Indexing - Zvec

Indexing is critical for fast vector similarity search at scale. Without indexes, Zvec must perform brute-force search by comparing the query vector against every document in the collection, which becomes prohibitively slow as your dataset grows.

Why Indexing Matters

Consider searching through 1 million 768-dimensional vectors:

Without index (brute-force): ~1-5 seconds per query
With HNSW index: ~1-10 milliseconds per query

Indexes enable approximate nearest neighbor (ANN) search, trading a small amount of accuracy for massive speed improvements.

Index Types Overview

Zvec supports four index types:

Index Type	Best For	Search Speed	Memory Usage	Accuracy
HNSW	Most use cases	Very fast	High	Excellent
IVF	Large datasets, lower memory	Fast	Medium	Good
Flat	Small datasets, exact search	Medium	Low	Perfect (100%)
Inverted	Scalar field filtering	Very fast	Low	Perfect (100%)

Vector Indexes

Vector indexes are used for similarity search on vector fields.

HNSW (Hierarchical Navigable Small World)
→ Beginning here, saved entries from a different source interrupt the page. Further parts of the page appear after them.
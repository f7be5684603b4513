//! 画像ファイルの読み込み
//!
//! 拡張子から宣言MIMEタイプを決め、画像でなければデコード前に拒否する。
//! 読み込みは spawn_blocking で行い、プレビュー情報とピクセルを返す。

use image::ImageFormat;
use qr_scan_common::{validate_image_type, PixelBuffer, Preview, ScanError};
use std::path::{Path, PathBuf};
use tracing::debug;

/// 読み込んだ画像
#[derive(Debug, Clone)]
pub struct LoadedImage {
    pub preview: Preview,
    pub pixels: PixelBuffer,
}

/// 拡張子から宣言MIMEタイプを推定
pub fn declared_mime(path: &Path) -> String {
    if let Ok(format) = ImageFormat::from_path(path) {
        return format.to_mime_type().to_string();
    }

    let ext = path
        .extension()
        .map(|e| e.to_string_lossy().to_lowercase())
        .unwrap_or_default();
    match ext.as_str() {
        "txt" | "log" | "md" | "csv" => "text/plain",
        "json" => "application/json",
        "pdf" => "application/pdf",
        _ => "application/octet-stream",
    }
    .to_string()
}

/// 画像ファイルか（拡張子で判定）
pub fn is_image_path(path: &Path) -> bool {
    validate_image_type(&declared_mime(path)).is_ok()
}

/// ファイルを検証して読み込む
pub async fn load_image(path: &Path) -> qr_scan_common::Result<LoadedImage> {
    validate_image_type(&declared_mime(path))?;

    let owned: PathBuf = path.to_path_buf();
    let (width, height, luma) = tokio::task::spawn_blocking(move || {
        image::open(&owned).map(|img| {
            let luma = img.to_luma8();
            (luma.width(), luma.height(), luma.into_raw())
        })
    })
    .await
    .map_err(|e| ScanError::Processing(format!("読み込みタスク異常終了: {}", e)))?
    .map_err(|e| ScanError::Processing(format!("{}: {}", path.display(), e)))?;

    debug!("画像読み込み: {} ({}x{})", path.display(), width, height);

    Ok(LoadedImage {
        preview: Preview::new(path.display().to_string()).with_dimensions(width, height),
        pixels: PixelBuffer::luma(width, height, luma)?,
    })
}
//! 対話式スキャン（ターミナルUI）

use crate::clipboard::Clipboard;
use crate::error::Result;
use crate::report::print_state;
use crate::scanner::Scanner;
use dialoguer::{Input, Select};
use qr_scan_common::{CameraBackend, ScanMode};
use std::path::PathBuf;

/// メニュー操作
#[derive(Debug, Clone, Copy, PartialEq, Eq)]
pub enum MenuAction {
    /// カメラでスキャン
    Camera,
    /// 画像ファイルをスキャン
    Upload,
    /// 結果をコピー
    Copy,
    /// エラーを閉じる
    Dismiss,
    /// 待機に戻す
    Reset,
    /// 終了
    Quit,
}

impl MenuAction {
    pub fn label(&self) -> &'static str {
        match self {
            MenuAction::Camera => "📷 カメラでスキャン",
            MenuAction::Upload => "🖼 画像ファイルをスキャン",
            MenuAction::Copy => "📋 結果をコピー",
            MenuAction::Dismiss => "✖ メッセージを閉じる",
            MenuAction::Reset => "↺ リセット",
            MenuAction::Quit => "終了",
        }
    }
}

/// 現在の状態で選べる操作
pub fn available_actions<B: CameraBackend>(scanner: &Scanner<B>) -> Vec<MenuAction> {
    let state = scanner.state();
    let mut actions = vec![MenuAction::Camera, MenuAction::Upload];
    if state.result().is_some() {
        actions.push(MenuAction::Copy);
    }
    if state.error().is_some() {
        actions.push(MenuAction::Dismiss);
    }
    if state.mode() != ScanMode::Idle {
        actions.push(MenuAction::Reset);
    }
    actions.push(MenuAction::Quit);
    actions
}

/// カメラモード: 撮影／閉じる を繰り返す
///
/// QRコードが見つかるか閉じるまで続ける。
pub async fn run_camera<B: CameraBackend>(
    scanner: &mut Scanner<B>,
    clipboard: &dyn Clipboard,
    json: bool,
    copy: bool,
) -> Result<()> {
    println!("📷 カメラを起動中...");
    if !scanner.start_camera().await {
        print_state(scanner.state(), json)?;
        return Ok(());
    }
    println!("✔ カメラ起動。QRコードを映して「撮影」を選んでください\n");

    loop {
        let choice = Select::new()
            .with_prompt("操作")
            .items(&["撮影", "閉じる"])
            .default(0)
            .interact()?;

        if choice != 0 {
            scanner.close_camera();
            println!("カメラを閉じました");
            return Ok(());
        }

        let found = scanner.capture().await;
        print_state(scanner.state(), json)?;
        if found {
            if copy {
                copy_result(scanner, clipboard);
            }
            return Ok(());
        }
    }
}

/// 対話メニュー
pub async fn run_interactive<B: CameraBackend>(
    scanner: &mut Scanner<B>,
    clipboard: &dyn Clipboard,
) -> Result<()> {
    println!("🔍 qr-scan - 対話モード\n");

    let outcome = menu_loop(scanner, clipboard).await;
    // どの経路で抜けてもカメラを解放
    scanner.reset();
    outcome
}

async fn menu_loop<B: CameraBackend>(
    scanner: &mut Scanner<B>,
    clipboard: &dyn Clipboard,
) -> Result<()> {
    loop {
        println!("[{}]", scanner.mode().label());
        let actions = available_actions(scanner);
        let labels: Vec<&str> = actions.iter().map(|a| a.label()).collect();
        let choice = Select::new()
            .with_prompt("操作を選択")
            .items(&labels)
            .default(0)
            .interact()?;

        match actions[choice] {
            MenuAction::Camera => run_camera(scanner, clipboard, false, false).await?,
            MenuAction::Upload => {
                let path: String = Input::new()
                    .with_prompt("画像ファイルのパス")
                    .interact_text()?;
                let path = PathBuf::from(path.trim());
                println!("画像を解析中...");
                scanner.upload(&path).await;
                print_state(scanner.state(), false)?;
            }
            MenuAction::Copy => copy_result(scanner, clipboard),
            MenuAction::Dismiss => scanner.dismiss_error(),
            MenuAction::Reset => {
                scanner.reset();
            }
            MenuAction::Quit => return Ok(()),
        }
        println!();
    }
}

/// コピー失敗は表示のみ
pub fn copy_result<B: CameraBackend>(scanner: &Scanner<B>, clipboard: &dyn Clipboard) {
    match scanner.copy_result(clipboard) {
        Ok(()) => println!("✔ クリップボードにコピーしました"),
        Err(e) => eprintln!("⚠ {}", e),
    }
}
use crate::error::{QrScanError, Result};
use qr_scan_common::{CameraRequest, Facing};
use serde::{Deserialize, Serialize};
use std::path::PathBuf;

#[derive(Debug, Clone, Serialize, Deserialize)]
#[serde(default)]
pub struct Config {
    /// カメラデバイス（v4l2）
    pub camera_device: String,
    pub frame_width: u32,
    pub frame_height: u32,
    pub facing: Facing,
    /// zbarimg を優先デコーダとして使うか
    pub native_decoder: bool,
    pub zbarimg_path: String,
    pub ffmpeg_path: String,
    /// クリップボードコマンド（未指定なら自動検出）
    pub clipboard_command: Option<Vec<String>>,
}

impl Default for Config {
    fn default() -> Self {
        Self {
            camera_device: "/dev/video0".into(),
            frame_width: 1280,
            frame_height: 720,
            facing: Facing::Environment,
            native_decoder: true,
            zbarimg_path: "zbarimg".into(),
            ffmpeg_path: "ffmpeg".into(),
            clipboard_command: None,
        }
    }
}

impl Config {
    pub fn load() -> Result<Self> {
        let config_path = Self::config_path()?;

        let mut config = if config_path.exists() {
            let content = std::fs::read_to_string(&config_path)?;
            serde_json::from_str(&content)?
        } else {
            Self::default()
        };

        config.apply_env()?;
        Ok(config)
    }

    pub fn save(&self) -> Result<()> {
        let config_path = Self::config_path()?;

        if let Some(parent) = config_path.parent() {
            std::fs::create_dir_all(parent)?;
        }

        let content = serde_json::to_string_pretty(self)?;
        std::fs::write(&config_path, content)?;
        Ok(())
    }

    pub fn config_path() -> Result<PathBuf> {
        let home = dirs::home_dir()
            .ok_or_else(|| QrScanError::Config("ホームディレクトリが見つかりません".into()))?;
        Ok(home.join(".config").join("qr-scan").join("config.json"))
    }

    // 環境変数を優先
    fn apply_env(&mut self) -> Result<()> {
        if let Ok(device) = std::env::var("QR_SCAN_CAMERA") {
            if !device.trim().is_empty() {
                self.camera_device = device;
            }
        }
        if let Ok(value) = std::env::var("QR_SCAN_NATIVE") {
            self.native_decoder = parse_bool(&value).ok_or_else(|| {
                QrScanError::Config(format!("QR_SCAN_NATIVE の値が不正です: {}", value))
            })?;
        }
        Ok(())
    }

    pub fn camera_request(&self) -> CameraRequest {
        CameraRequest {
            facing: self.facing,
            width: self.frame_width,
            height: self.frame_height,
        }
    }

    pub fn set_camera_device(&mut self, device: String) -> Result<()> {
        self.camera_device = device;
        self.save()
    }

    pub fn set_native_decoder(&mut self, enabled: bool) -> Result<()> {
        self.native_decoder = enabled;
        self.save()
    }
}

/// "true"/"1"/"on" などを真偽値に
pub fn parse_bool(value: &str) -> Option<bool> {
    match value.trim().to_lowercase().as_str() {
        "1" | "true" | "yes" | "on" => Some(true),
        "0" | "false" | "no" | "off" => Some(false),
        _ => None,
    }
}
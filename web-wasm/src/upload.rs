//! 画像ファイルの読み込み（ブラウザ）

use qr_scan_common::{validate_image_type, PixelBuffer, Result, ScanError};
use wasm_bindgen::{JsCast, JsValue};
use wasm_bindgen_futures::JsFuture;
use web_sys::{CanvasRenderingContext2d, File, HtmlCanvasElement, HtmlImageElement, Url};

use crate::camera::js_message;

fn processing(value: JsValue) -> ScanError {
    ScanError::Processing(js_message(&value))
}

/// 種別を検査してプレビュー用の object URL を作る
pub fn preview_url(file: &File) -> Result<String> {
    validate_image_type(&file.type_())?;
    Url::create_object_url_with_blob(file).map_err(processing)
}

/// `blob:` URL を解放（それ以外は何もしない）
pub fn revoke(url: &str) {
    if url.starts_with("blob:") {
        let _ = Url::revoke_object_url(url);
    }
}

/// URL の画像を読み込んで RGBA に展開
pub async fn read_pixels(url: &str) -> Result<PixelBuffer> {
    let image = HtmlImageElement::new().map_err(processing)?;
    image.set_src(url);
    JsFuture::from(image.decode())
        .await
        .map_err(|_| ScanError::Processing("画像を読み込めません".into()))?;

    let (width, height) = (image.natural_width(), image.natural_height());
    if width == 0 || height == 0 {
        return Err(ScanError::Processing("画像サイズが不正です".into()));
    }

    let canvas: HtmlCanvasElement = web_sys::window()
        .and_then(|w| w.document())
        .ok_or_else(|| ScanError::Processing("document がありません".into()))?
        .create_element("canvas")
        .map_err(processing)?
        .dyn_into()
        .map_err(processing)?;
    canvas.set_width(width);
    canvas.set_height(height);

    let context: CanvasRenderingContext2d = canvas
        .get_context("2d")
        .map_err(processing)?
        .ok_or_else(|| ScanError::Processing("2d context がありません".into()))?
        .dyn_into()
        .map_err(processing)?;
    context
        .draw_image_with_html_image_element(&image, 0.0, 0.0)
        .map_err(processing)?;
    let data = context
        .get_image_data(0.0, 0.0, width as f64, height as f64)
        .map_err(processing)?;

    PixelBuffer::rgba(width, height, data.data().0)
}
HNSW is the recommended index for most applications. It provides excellent recall with very fast query performance.

How HNSW Works

HNSW builds a multi-layer graph where:

Each vector is a node
Edges connect similar vectors
Upper layers enable long-range navigation
Bottom layer contains all vectors

Creating an HNSW Index

from zvec import HnswIndexParam, IndexOption

# Define HNSW parameters
index_param = HnswIndexParam(
    m=16,                    # Number of bi-directional links per node
    ef_construction=200,     # Size of dynamic candidate list during construction
    ef=100                   # Size of dynamic candidate list during search (optional)
)

# Create index on vector field
collection.create_index(
    field_name="embedding",
    index_param=index_param,
    option=IndexOption()
)

HNSW Parameters

m (default: 16)

Number of connections per node in the graph
Higher → better recall, more memory, slower build time
Typical range: 8-64
Recommended: 16 for most cases, 32 for high-dimensional vectors

ef_construction (default: 200)

Size of candidate list during index construction
Higher → better index quality, slower build time
Typical range: 100-500
Recommended: 200 for balanced quality/speed

ef (query time, default: 100)

Size of candidate list during search
Higher → better recall, slower search
Can be adjusted per query using HnswQueryParam
Typical range: 50-500

Query-Time Configuration

from zvec import VectorQuery, HnswQueryParam

# Adjust ef at query time for recall/speed tradeoff
results = collection.query(
    vectors=VectorQuery(
        field_name="embedding",
        vector=[0.1, 0.2, 0.3, ...],
        param=HnswQueryParam(ef=300)  # Higher ef → better recall
    ),
    topk=10
)

HNSW Best Practices

Choosing m

# Small datasets (< 100K vectors), low dimensions (< 256)
m = 8

# Medium datasets (100K - 1M vectors), standard dimensions (256-1024)
m = 16  # Recommended default

# Large datasets (> 1M vectors), high dimensions (> 1024)
m = 32

Choosing ef_construction

# Fast indexing, acceptable quality
ef_construction = 100

# Balanced (recommended)
ef_construction = 200

# High quality, slower indexing
ef_construction = 400

Tuning query-time ef

# Fast search, lower recall
param = HnswQueryParam(ef=50)

# Balanced (recommended)
param = HnswQueryParam(ef=100)

# High recall, slower search
param = HnswQueryParam(ef=300)

Rule of thumb: ef should be ≥ topk and typically 2-10x larger.

IVF (Inverted File Index)

IVF partitions vectors into clusters, then searches only the nearest clusters. This reduces memory usage compared to HNSW.

How IVF Works

Training: Use k-means to partition vectors into nlist clusters
Indexing: Assign each vector to its nearest cluster
Searching: Search only nprobe nearest clusters to the query

Creating an IVF Index

from zvec import IVFIndexParam, IndexOption

# Define IVF parameters
index_param = IVFIndexParam(
    nlist=100,               # Number of clusters
    nprobe=10                # Number of clusters to search
)

# Create index
collection.create_index(
    field_name="embedding",
    index_param=index_param,
    option=IndexOption()
)

IVF Parameters

nlist (default: 100)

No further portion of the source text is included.